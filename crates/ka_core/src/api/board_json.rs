//! JSON API for the formation board
//!
//! String-in, string-out endpoints for embedding hosts. Requests carry the
//! board inputs (players, formation, measured slot rects) plus the gesture
//! stream; responses wrap the render-ready board snapshot in the standard
//! envelope.

use crate::board::{BoardExport, DropOutcome, FormationBoard, InputEvent};
use crate::error::BoardError;
use crate::formation::{classic_442, for_squad_size, Formation};
use crate::models::player::Player;
use crate::pitch::Rect;
use chrono::{DateTime, Utc};
use schemars::JsonSchema;
use serde::{Deserialize, Serialize};
use std::collections::HashMap;
use tracing::{debug, error, info, warn};

/// API version for schema compatibility
pub const API_VERSION: &str = "v1";

/// Standard API response wrapper
#[derive(Debug, Clone, Serialize, Deserialize)]
pub struct ApiResponse<T> {
    pub success: bool,
    pub data: Option<T>,
    pub error: Option<ApiError>,
    pub schema_version: String,
    pub timestamp: DateTime<Utc>,
}

/// Structured API error with codes and details
#[derive(Debug, Clone, Serialize, Deserialize)]
pub struct ApiError {
    pub code: String,
    pub message: String,
    pub details: Option<HashMap<String, serde_json::Value>>,
}

impl ApiError {
    pub fn new(code: &str, message: &str) -> Self {
        Self { code: code.to_string(), message: message.to_string(), details: None }
    }

    pub fn with_details(
        code: &str,
        message: &str,
        details: HashMap<String, serde_json::Value>,
    ) -> Self {
        Self { code: code.to_string(), message: message.to_string(), details: Some(details) }
    }

    pub fn from_board_error(error: &BoardError) -> Self {
        let code = match error {
            BoardError::PlayerNotFound(_) => "PLAYER_NOT_FOUND",
            BoardError::SlotNotFound(_) => "SLOT_NOT_FOUND",
            BoardError::OriginMismatch { .. } => "ORIGIN_MISMATCH",
            BoardError::DragAlreadyActive { .. } => "DRAG_IN_PROGRESS",
            BoardError::InvalidSquadSize { .. } => "INVALID_SQUAD_SIZE",
            BoardError::InvalidFormation(_) => "INVALID_FORMATION",
            BoardError::SerializationError(_) | BoardError::DeserializationError(_) => {
                "INVALID_JSON"
            }
        };

        Self::new(code, &error.to_string())
    }
}

impl<T> ApiResponse<T> {
    pub fn success(data: T) -> Self {
        Self {
            success: true,
            data: Some(data),
            error: None,
            schema_version: API_VERSION.to_string(),
            timestamp: Utc::now(),
        }
    }

    pub fn error(error: ApiError) -> Self {
        Self {
            success: false,
            data: None,
            error: Some(error),
            schema_version: API_VERSION.to_string(),
            timestamp: Utc::now(),
        }
    }
}

/// A measured slot rect as reported by the host's layout pass
#[derive(Debug, Clone, Serialize, Deserialize, JsonSchema)]
pub struct SlotRectEntry {
    pub slot_id: String,
    pub rect: Rect,
}

/// Board session request: inputs plus the gesture stream to run
#[derive(Debug, Clone, Serialize, Deserialize, JsonSchema)]
pub struct BoardSessionRequest {
    pub schema_version: Option<String>,
    pub players: Vec<Player>,
    /// Formation template per player count; ignored when `formation` is set.
    pub squad_size: Option<u8>,
    /// Explicit formation, validated before use.
    pub formation: Option<Formation>,
    #[serde(default)]
    pub layout: Vec<SlotRectEntry>,
    pub hit_padding: Option<f32>,
    #[serde(default)]
    pub events: Vec<InputEvent>,
}

/// Board session response
#[derive(Debug, Clone, Serialize, Deserialize, JsonSchema)]
pub struct BoardSessionResponse {
    pub board: BoardExport,
    /// One entry per `drag_end` in the stream, in order.
    pub outcomes: Vec<DropOutcome>,
}

/// Events-only request for a host-held board
#[derive(Debug, Clone, Serialize, Deserialize, JsonSchema)]
pub struct BoardEventsRequest {
    pub schema_version: Option<String>,
    pub events: Vec<InputEvent>,
}

/// Formation template query request
#[derive(Debug, Clone, Serialize, Deserialize, JsonSchema)]
pub struct FormationQueryRequest {
    pub schema_version: Option<String>,
    pub squad_size: u8,
}

/// Formation template query response
#[derive(Debug, Clone, Serialize, Deserialize, JsonSchema)]
pub struct FormationQueryResponse {
    pub formation: Formation,
}

/// Formation catalog response
#[derive(Debug, Clone, Serialize, Deserialize, JsonSchema)]
pub struct FormationListResponse {
    pub formations: Vec<Formation>,
}

impl BoardSessionRequest {
    /// Validate the session request
    pub fn validate(&self) -> Result<(), ApiError> {
        // Duplicate ids would make drags ambiguous
        for (i, player) in self.players.iter().enumerate() {
            if self.players[..i].iter().any(|p| p.id == player.id) {
                return Err(ApiError::new(
                    "DUPLICATE_PLAYER_ID",
                    &format!("Player id {} appears more than once", player.id),
                ));
            }
        }

        if let Some(ref formation) = self.formation {
            if let Err(msg) = formation.validate() {
                return Err(ApiError::new("INVALID_FORMATION", &msg));
            }
        }

        Ok(())
    }

    /// Generate JSON schema for this request structure
    pub fn json_schema() -> schemars::schema::RootSchema {
        schemars::schema_for!(BoardSessionRequest)
    }
}

/// Build the board a session request describes. Formation precedence:
/// explicit template, then squad-size lookup, then the classic 4-4-2.
fn build_board(request: &BoardSessionRequest) -> Result<FormationBoard, ApiError> {
    let formation = match (&request.formation, request.squad_size) {
        (Some(formation), _) => formation.clone(),
        (None, Some(size)) => for_squad_size(size)
            .ok_or_else(|| ApiError::from_board_error(&BoardError::InvalidSquadSize { size }))?,
        (None, None) => classic_442(),
    };

    let mut board = FormationBoard::new(request.players.clone(), formation);
    if let Some(padding) = request.hit_padding {
        board = board.with_hit_padding(padding);
    }
    for entry in &request.layout {
        board.set_slot_rect(&entry.slot_id, entry.rect);
    }
    Ok(board)
}

/// Apply a gesture stream to a board. A faulting event stops the stream;
/// the error carries the event index and the drops resolved before it.
fn apply_events(
    board: &mut FormationBoard,
    events: &[InputEvent],
) -> Result<Vec<DropOutcome>, ApiError> {
    let mut outcomes = Vec::new();
    for (index, event) in events.iter().enumerate() {
        match board.apply(event) {
            Ok(Some(outcome)) => outcomes.push(outcome),
            Ok(None) => {}
            Err(e) => {
                let mut details = HashMap::new();
                details.insert("event_index".to_string(), serde_json::json!(index));
                details.insert("outcomes_before_failure".to_string(), serde_json::json!(outcomes));
                return Err(ApiError::with_details(
                    &ApiError::from_board_error(&e).code,
                    &e.to_string(),
                    details,
                ));
            }
        }
    }
    Ok(outcomes)
}

/// Core API implementation functions

/// Run a full board session from JSON request string
///
/// # Arguments
/// * `request_json` - JSON string containing BoardSessionRequest
///
/// # Returns
/// JSON string containing ApiResponse<BoardSessionResponse>
pub fn run_board_session_json(request_json: &str) -> String {
    info!("Processing board session request");

    // Parse the request
    let request: BoardSessionRequest = match serde_json::from_str(request_json) {
        Ok(req) => req,
        Err(e) => {
            error!("Failed to parse BoardSessionRequest: {}", e);
            let error = ApiError::new("INVALID_JSON", &format!("Invalid JSON format: {}", e));
            let response: ApiResponse<BoardSessionResponse> = ApiResponse::error(error);
            return serde_json::to_string(&response).unwrap_or_else(|_| "{}".to_string());
        }
    };

    // Validate the request
    if let Err(error) = request.validate() {
        warn!("Board session request validation failed: {:?}", error);
        let response: ApiResponse<BoardSessionResponse> = ApiResponse::error(error);
        return serde_json::to_string(&response).unwrap_or_else(|_| "{}".to_string());
    }

    // Build the board
    let mut board = match build_board(&request) {
        Ok(board) => board,
        Err(error) => {
            warn!("Board session setup failed: {}", error.message);
            let response: ApiResponse<BoardSessionResponse> = ApiResponse::error(error);
            return serde_json::to_string(&response).unwrap_or_else(|_| "{}".to_string());
        }
    };

    // Run the gesture stream
    match apply_events(&mut board, &request.events) {
        Ok(outcomes) => {
            info!(
                "Board session resolved {} drops over {} events",
                outcomes.len(),
                request.events.len()
            );
            let response_data =
                BoardSessionResponse { board: board.to_export(), outcomes };
            let response = ApiResponse::success(response_data);
            serde_json::to_string(&response).unwrap_or_else(|_| "{}".to_string())
        }
        Err(error) => {
            error!("Board session failed: {} ({})", error.message, error.code);
            let response: ApiResponse<BoardSessionResponse> = ApiResponse::error(error);
            serde_json::to_string(&response).unwrap_or_else(|_| "{}".to_string())
        }
    }
}

/// Apply a gesture stream to a host-held board from JSON request string
///
/// Events before a faulting one stay applied; the error reports where the
/// stream stopped.
///
/// # Arguments
/// * `request_json` - JSON string containing BoardEventsRequest
/// * `board` - the live board owned by the host
///
/// # Returns
/// JSON string containing ApiResponse<BoardSessionResponse>
pub fn apply_board_events_json(request_json: &str, board: &mut FormationBoard) -> String {
    debug!("Processing board events request");

    // Parse the request
    let request: BoardEventsRequest = match serde_json::from_str(request_json) {
        Ok(req) => req,
        Err(e) => {
            error!("Failed to parse BoardEventsRequest: {}", e);
            let error = ApiError::new("INVALID_JSON", &format!("Invalid JSON format: {}", e));
            let response: ApiResponse<BoardSessionResponse> = ApiResponse::error(error);
            return serde_json::to_string(&response).unwrap_or_else(|_| "{}".to_string());
        }
    };

    match apply_events(board, &request.events) {
        Ok(outcomes) => {
            debug!("Applied {} events", request.events.len());
            let response_data =
                BoardSessionResponse { board: board.to_export(), outcomes };
            let response = ApiResponse::success(response_data);
            serde_json::to_string(&response).unwrap_or_else(|_| "{}".to_string())
        }
        Err(error) => {
            warn!("Board events failed: {} ({})", error.message, error.code);
            let response: ApiResponse<BoardSessionResponse> = ApiResponse::error(error);
            serde_json::to_string(&response).unwrap_or_else(|_| "{}".to_string())
        }
    }
}

/// Export the current board snapshot as a JSON envelope
pub fn export_board_json(board: &FormationBoard) -> String {
    debug!("Exporting board snapshot");

    let response = ApiResponse::success(board.to_export());
    serde_json::to_string(&response).unwrap_or_else(|_| "{}".to_string())
}

/// Look up the formation template for a squad size
pub fn get_formation_json(request_json: &str) -> String {
    debug!("Processing formation query request");

    let request: FormationQueryRequest = match serde_json::from_str(request_json) {
        Ok(req) => req,
        Err(e) => {
            error!("Failed to parse FormationQueryRequest: {}", e);
            let error = ApiError::new("INVALID_JSON", &format!("Invalid JSON format: {}", e));
            let response: ApiResponse<FormationQueryResponse> = ApiResponse::error(error);
            return serde_json::to_string(&response).unwrap_or_else(|_| "{}".to_string());
        }
    };

    match for_squad_size(request.squad_size) {
        Some(formation) => {
            let response = ApiResponse::success(FormationQueryResponse { formation });
            serde_json::to_string(&response).unwrap_or_else(|_| "{}".to_string())
        }
        None => {
            let error = ApiError::from_board_error(&BoardError::InvalidSquadSize {
                size: request.squad_size,
            });
            let response: ApiResponse<FormationQueryResponse> = ApiResponse::error(error);
            serde_json::to_string(&response).unwrap_or_else(|_| "{}".to_string())
        }
    }
}

/// List every formation template, smallest squad first
pub fn list_formations_json() -> String {
    debug!("Listing formation catalog");

    let response = ApiResponse::success(FormationListResponse {
        formations: crate::formation::all_formations(),
    });
    serde_json::to_string(&response).unwrap_or_else(|_| "{}".to_string())
}
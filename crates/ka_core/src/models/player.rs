use schemars::JsonSchema;
use serde::{Deserialize, Serialize};
use std::fmt;

/// A player available to the formation board.
///
/// # Boundary Contract
/// - `id` is the stable identity used by drag events and slot occupancy.
///   Two players on the same board never share an id.
/// - `number` and `color` are presentation hints for the host view and
///   carry no meaning inside the board itself.
#[derive(Debug, Clone, PartialEq, Serialize, Deserialize, JsonSchema)]
pub struct Player {
    pub id: String,
    pub name: String,
    #[serde(default)]
    pub number: Option<u8>,
    #[serde(default)]
    pub color: Option<String>,
}

impl Player {
    pub fn new(id: &str, name: &str) -> Self {
        Player {
            id: id.to_string(),
            name: name.to_string(),
            number: None,
            color: None,
        }
    }

    pub fn with_number(mut self, number: u8) -> Self {
        self.number = Some(number);
        self
    }

    pub fn with_color(mut self, color: &str) -> Self {
        self.color = Some(color.to_string());
        self
    }
}

/// Pitch roles a user can claim in their profile.
#[derive(Debug, Clone, Copy, Serialize, Deserialize, PartialEq, Eq, Hash, JsonSchema)]
#[cfg_attr(test, derive(strum_macros::EnumIter))]
#[serde(rename_all = "UPPERCASE")]
pub enum PitchRole {
    GK,
    CB,
    RB,
    LB,
    CDM,
    CM,
    CAM,
    RW,
    LW,
    ST,
}

impl PitchRole {
    pub fn code(&self) -> &'static str {
        match self {
            PitchRole::GK => "GK",
            PitchRole::CB => "CB",
            PitchRole::RB => "RB",
            PitchRole::LB => "LB",
            PitchRole::CDM => "CDM",
            PitchRole::CM => "CM",
            PitchRole::CAM => "CAM",
            PitchRole::RW => "RW",
            PitchRole::LW => "LW",
            PitchRole::ST => "ST",
        }
    }

    /// All roles in the order the profile editor presents them.
    pub fn all() -> [PitchRole; 10] {
        [
            PitchRole::GK,
            PitchRole::CB,
            PitchRole::RB,
            PitchRole::LB,
            PitchRole::CDM,
            PitchRole::CM,
            PitchRole::CAM,
            PitchRole::RW,
            PitchRole::LW,
            PitchRole::ST,
        ]
    }

    pub fn is_goalkeeper(&self) -> bool {
        matches!(self, PitchRole::GK)
    }

    pub fn is_defender(&self) -> bool {
        matches!(self, PitchRole::CB | PitchRole::RB | PitchRole::LB)
    }

    pub fn is_midfielder(&self) -> bool {
        matches!(self, PitchRole::CDM | PitchRole::CM | PitchRole::CAM)
    }

    pub fn is_forward(&self) -> bool {
        matches!(self, PitchRole::RW | PitchRole::LW | PitchRole::ST)
    }
}

impl fmt::Display for PitchRole {
    fn fmt(&self, f: &mut fmt::Formatter) -> fmt::Result {
        write!(f, "{}", self.code())
    }
}

/// The stock eleven players seeded into a fresh board.
pub fn default_roster() -> Vec<Player> {
    const NAMES: [&str; 11] = [
        "Marcus", "James", "Alex", "David", "Chris", "Michael", "Robert", "Daniel", "Luke",
        "Oliver", "Jack",
    ];
    NAMES
        .iter()
        .enumerate()
        .map(|(i, name)| {
            let number = (i + 1) as u8;
            Player::new(&number.to_string(), name).with_number(number)
        })
        .collect()
}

──────────────────────────────

:: Exercise prompt ::
How many lines in the records above contain the word "InputEvent"? State that number and nothing more.

:: Written answer ::
4